Apollo stared for a centon. She bewildered him too, I expect.

"Better not. He's upset enough. We talked earlier."

"All right. I'll take him off Dad's hands." She reached out to hold him and her voice was choky. "Love you, big brother."

"You too, brat."

She straightened up and tried to grin at him. "I'll see you later then."

A kiss for me and she was gone. She and Boomer were right for each other, and God knows Apollo and I were, but for the first time I realised what I'd missed with her. She was a very practical and lovely girl. She couldn't do any good sitting with me and waiting and worrying about Apollo, but she could do some good taking care of his son. She might look like Adama, but her character was pure Ila.

Apollo watched her go and sat for a few centons in silence, scowling. I sat on the edge of his bed and waited.

"Shall I get him?" I asked at last.




Adama was sitting quietly in a corner of the waiting room, looking down at the hands entwined in his lap. He looked up quickly when Starbuck spoke.

"Have they taken him in?"

"Not yet. They haven't given him the pre-med yet. Athena said that you were here."

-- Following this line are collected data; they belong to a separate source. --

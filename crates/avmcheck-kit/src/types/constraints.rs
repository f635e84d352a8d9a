use hcl_edit::expr::{Expression, ObjectKey};
use hcl_edit::parser;
use indexmap::IndexMap;
use std::fmt;

use super::diagnostics::Diagnostic;
use super::values::Value;

/// A Terraform type constraint, normalized from a `type = ...` expression.
///
/// Object attributes preserve their declaration order so diagnostics stay
/// deterministic; equality over objects is order-independent (see
/// [`super::compatibility::TypeChecker`]).
#[derive(Clone, Debug)]
pub enum TypeConstraint {
    String,
    Number,
    Bool,
    Any,
    List(Box<TypeConstraint>),
    Set(Box<TypeConstraint>),
    Map(Box<TypeConstraint>),
    Tuple(Vec<TypeConstraint>),
    Object(IndexMap<String, AttributeSpec>),
}

/// One attribute of an object constraint. `default` is present iff the
/// attribute was declared with the `optional(...)` wrapper; the one-argument
/// form `optional(T)` normalizes to an explicit null default.
#[derive(Clone, Debug)]
pub struct AttributeSpec {
    pub constraint: TypeConstraint,
    pub optional: bool,
    pub default: Option<Value>,
}

impl AttributeSpec {
    pub fn required(constraint: TypeConstraint) -> Self {
        AttributeSpec { constraint, optional: false, default: None }
    }

    pub fn optional(constraint: TypeConstraint, default: Value) -> Self {
        AttributeSpec { constraint, optional: true, default: Some(default) }
    }

    fn from_expression(name: &str, expr: &Expression) -> Result<Self, TypeConstraintError> {
        if let Expression::FuncCall(call) = expr {
            if call.name.namespace.is_empty() && call.name.name.as_str() == "optional" {
                let args = call.args.iter().collect::<Vec<_>>();
                let (constraint, default) = match args.as_slice() {
                    [type_arg] => (TypeConstraint::from_expression(type_arg)?, Value::null()),
                    [type_arg, default_arg] => {
                        let constraint = TypeConstraint::from_expression(type_arg)?;
                        let raw =
                            crate::eval::eval_literal_expression(default_arg).map_err(|e| {
                                TypeConstraintError::InvalidDefault {
                                    attribute: name.to_string(),
                                    message: e.to_string(),
                                }
                            })?;
                        let default = constraint.coerce_value(raw).map_err(|e| {
                            TypeConstraintError::InvalidDefault {
                                attribute: name.to_string(),
                                message: e.message,
                            }
                        })?;
                        (constraint, default)
                    }
                    args => {
                        return Err(TypeConstraintError::BadArity {
                            constructor: "optional".to_string(),
                            expected: "one or two arguments",
                            got: args.len(),
                        })
                    }
                };
                return Ok(AttributeSpec::optional(constraint, default));
            }
        }
        Ok(AttributeSpec::required(TypeConstraint::from_expression(expr)?))
    }
}

impl TypeConstraint {
    pub fn string() -> Self {
        TypeConstraint::String
    }
    pub fn number() -> Self {
        TypeConstraint::Number
    }
    pub fn bool() -> Self {
        TypeConstraint::Bool
    }
    pub fn any() -> Self {
        TypeConstraint::Any
    }
    pub fn list(elem: TypeConstraint) -> Self {
        TypeConstraint::List(Box::new(elem))
    }
    pub fn set(elem: TypeConstraint) -> Self {
        TypeConstraint::Set(Box::new(elem))
    }
    pub fn map(elem: TypeConstraint) -> Self {
        TypeConstraint::Map(Box::new(elem))
    }
    pub fn tuple(elems: Vec<TypeConstraint>) -> Self {
        TypeConstraint::Tuple(elems)
    }
    pub fn object<S: ToString, T: IntoIterator<Item = (S, AttributeSpec)>>(attrs: T) -> Self {
        let mut attributes = IndexMap::new();
        for (name, spec) in attrs {
            attributes.insert(name.to_string(), spec);
        }
        TypeConstraint::Object(attributes)
    }

    /// Parses a type constraint from bare source text, e.g. the expected
    /// type recorded in an interface catalog entry.
    pub fn from_source(src: &str) -> Result<Self, TypeConstraintError> {
        let expr = parser::parse_expr(src)
            .map_err(|e| TypeConstraintError::InvalidSource(e.to_string()))?;
        Self::from_expression(&expr)
    }

    /// Normalizes an already-parsed `type = ...` expression.
    pub fn from_expression(expr: &Expression) -> Result<Self, TypeConstraintError> {
        match expr {
            Expression::Variable(ident) => match ident.as_str() {
                "string" => Ok(TypeConstraint::String),
                "number" => Ok(TypeConstraint::Number),
                "bool" => Ok(TypeConstraint::Bool),
                "any" => Ok(TypeConstraint::Any),
                other => Err(TypeConstraintError::UnknownConstructor(other.to_string())),
            },
            Expression::Parenthesis(parens) => Self::from_expression(parens.inner()),
            Expression::FuncCall(call) => {
                if !call.name.namespace.is_empty() {
                    let full = call
                        .name
                        .namespace
                        .iter()
                        .map(|i| i.as_str())
                        .chain(std::iter::once(call.name.name.as_str()))
                        .collect::<Vec<_>>()
                        .join("::");
                    return Err(TypeConstraintError::UnknownConstructor(full));
                }
                let name = call.name.name.as_str();
                let args = call.args.iter().collect::<Vec<_>>();
                match name {
                    "list" | "set" | "map" => {
                        let [elem_arg] = args.as_slice() else {
                            return Err(TypeConstraintError::BadArity {
                                constructor: name.to_string(),
                                expected: "exactly one argument",
                                got: args.len(),
                            });
                        };
                        let elem = Box::new(Self::from_expression(elem_arg)?);
                        Ok(match name {
                            "list" => TypeConstraint::List(elem),
                            "set" => TypeConstraint::Set(elem),
                            _ => TypeConstraint::Map(elem),
                        })
                    }
                    "tuple" => {
                        let [elems_arg] = args.as_slice() else {
                            return Err(TypeConstraintError::BadArity {
                                constructor: "tuple".to_string(),
                                expected: "exactly one argument",
                                got: args.len(),
                            });
                        };
                        let Expression::Array(entries) = elems_arg else {
                            return Err(TypeConstraintError::NotATypeExpression(
                                elems_arg.to_string().trim().to_string(),
                            ));
                        };
                        let elems = entries
                            .iter()
                            .map(Self::from_expression)
                            .collect::<Result<Vec<_>, _>>()?;
                        Ok(TypeConstraint::Tuple(elems))
                    }
                    "object" => {
                        let [attrs_arg] = args.as_slice() else {
                            return Err(TypeConstraintError::BadArity {
                                constructor: "object".to_string(),
                                expected: "exactly one argument",
                                got: args.len(),
                            });
                        };
                        let Expression::Object(entries) = attrs_arg else {
                            return Err(TypeConstraintError::NotATypeExpression(
                                attrs_arg.to_string().trim().to_string(),
                            ));
                        };
                        let mut attributes = IndexMap::new();
                        for (key, value) in entries.into_iter() {
                            let attr_name = object_key_name(key)?;
                            let spec = AttributeSpec::from_expression(&attr_name, value.expr())?;
                            attributes.insert(attr_name, spec);
                        }
                        Ok(TypeConstraint::Object(attributes))
                    }
                    "optional" => Err(TypeConstraintError::MisplacedOptional),
                    other => Err(TypeConstraintError::UnknownConstructor(other.to_string())),
                }
            }
            other => {
                Err(TypeConstraintError::NotATypeExpression(other.to_string().trim().to_string()))
            }
        }
    }

    /// Renders the constraint back as canonical type-expression text.
    pub fn to_source(&self) -> String {
        match self {
            TypeConstraint::String => "string".to_string(),
            TypeConstraint::Number => "number".to_string(),
            TypeConstraint::Bool => "bool".to_string(),
            TypeConstraint::Any => "any".to_string(),
            TypeConstraint::List(elem) => format!("list({})", elem.to_source()),
            TypeConstraint::Set(elem) => format!("set({})", elem.to_source()),
            TypeConstraint::Map(elem) => format!("map({})", elem.to_source()),
            TypeConstraint::Tuple(elems) => {
                format!(
                    "tuple([{}])",
                    elems.iter().map(|e| e.to_source()).collect::<Vec<_>>().join(", ")
                )
            }
            TypeConstraint::Object(attributes) => {
                let attrs = attributes
                    .iter()
                    .map(|(name, spec)| {
                        let rendered = match (&spec.optional, &spec.default) {
                            (true, Some(Value::Null)) => {
                                format!("optional({})", spec.constraint.to_source())
                            }
                            (true, Some(default)) => format!(
                                "optional({}, {})",
                                spec.constraint.to_source(),
                                default.to_source()
                            ),
                            _ => spec.constraint.to_source(),
                        };
                        format!("{} = {}", name, rendered)
                    })
                    .collect::<Vec<_>>()
                    .join(", ");
                format!("object({{ {} }})", attrs)
            }
        }
    }

    pub fn as_object(&self) -> Option<&IndexMap<String, AttributeSpec>> {
        match self {
            TypeConstraint::Object(attributes) => Some(attributes),
            _ => None,
        }
    }
}

impl fmt::Display for TypeConstraint {
    fn fmt(&self, f: &mut fmt::Formatter<'_>) -> fmt::Result {
        write!(f, "{}", self.to_source())
    }
}

fn object_key_name(key: &ObjectKey) -> Result<String, TypeConstraintError> {
    match key {
        ObjectKey::Ident(ident) => Ok(ident.as_str().to_string()),
        ObjectKey::Expression(Expression::String(literal)) => Ok(literal.value().clone()),
        ObjectKey::Expression(other) => {
            Err(TypeConstraintError::NotATypeExpression(other.to_string().trim().to_string()))
        }
    }
}

#[derive(Debug, Clone, PartialEq, Eq)]
pub enum TypeConstraintError {
    InvalidSource(String),
    UnknownConstructor(String),
    MisplacedOptional,
    BadArity { constructor: String, expected: &'static str, got: usize },
    NotATypeExpression(String),
    InvalidDefault { attribute: String, message: String },
}

impl fmt::Display for TypeConstraintError {
    fn fmt(&self, f: &mut fmt::Formatter<'_>) -> fmt::Result {
        match self {
            TypeConstraintError::InvalidSource(e) => {
                write!(f, "invalid type expression: {}", e)
            }
            TypeConstraintError::UnknownConstructor(name) => {
                write!(f, "'{}' is not a type constructor", name)
            }
            TypeConstraintError::MisplacedOptional => {
                write!(f, "optional(...) is only valid for object attributes")
            }
            TypeConstraintError::BadArity { constructor, expected, got } => {
                write!(f, "{}(...) takes {}, got {}", constructor, expected, got)
            }
            TypeConstraintError::NotATypeExpression(src) => {
                write!(f, "'{}' is not a type expression", src)
            }
            TypeConstraintError::InvalidDefault { attribute, message } => {
                write!(f, "invalid default for attribute '{}': {}", attribute, message)
            }
        }
    }
}

impl From<TypeConstraintError> for Diagnostic {
    fn from(err: TypeConstraintError) -> Self {
        Diagnostic::error(err.to_string())
    }
}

"I just want to wait," said Adama and went back to looking at his hands again, dreading that Starbuck had come to tell him that Apollo didn't want him even to do that.

"I came to give you a chance," said Starbuck. "We both know he might not make it today. If it was just me, I wouldn't do this because I don't think that you deserve it. You've made his life hell for the past three sectars. You threatened to try and take Boxey away from him, you piled work onto him until he could barely function and then criticised him so often you almost had him convinced he was the failure you wanted him to be. Did you know that he said yesterday that he was glad it was something like this and that he wasn't as stupid and inefficient as you thought?"

Adama winced. "Don't!" he said involuntarily.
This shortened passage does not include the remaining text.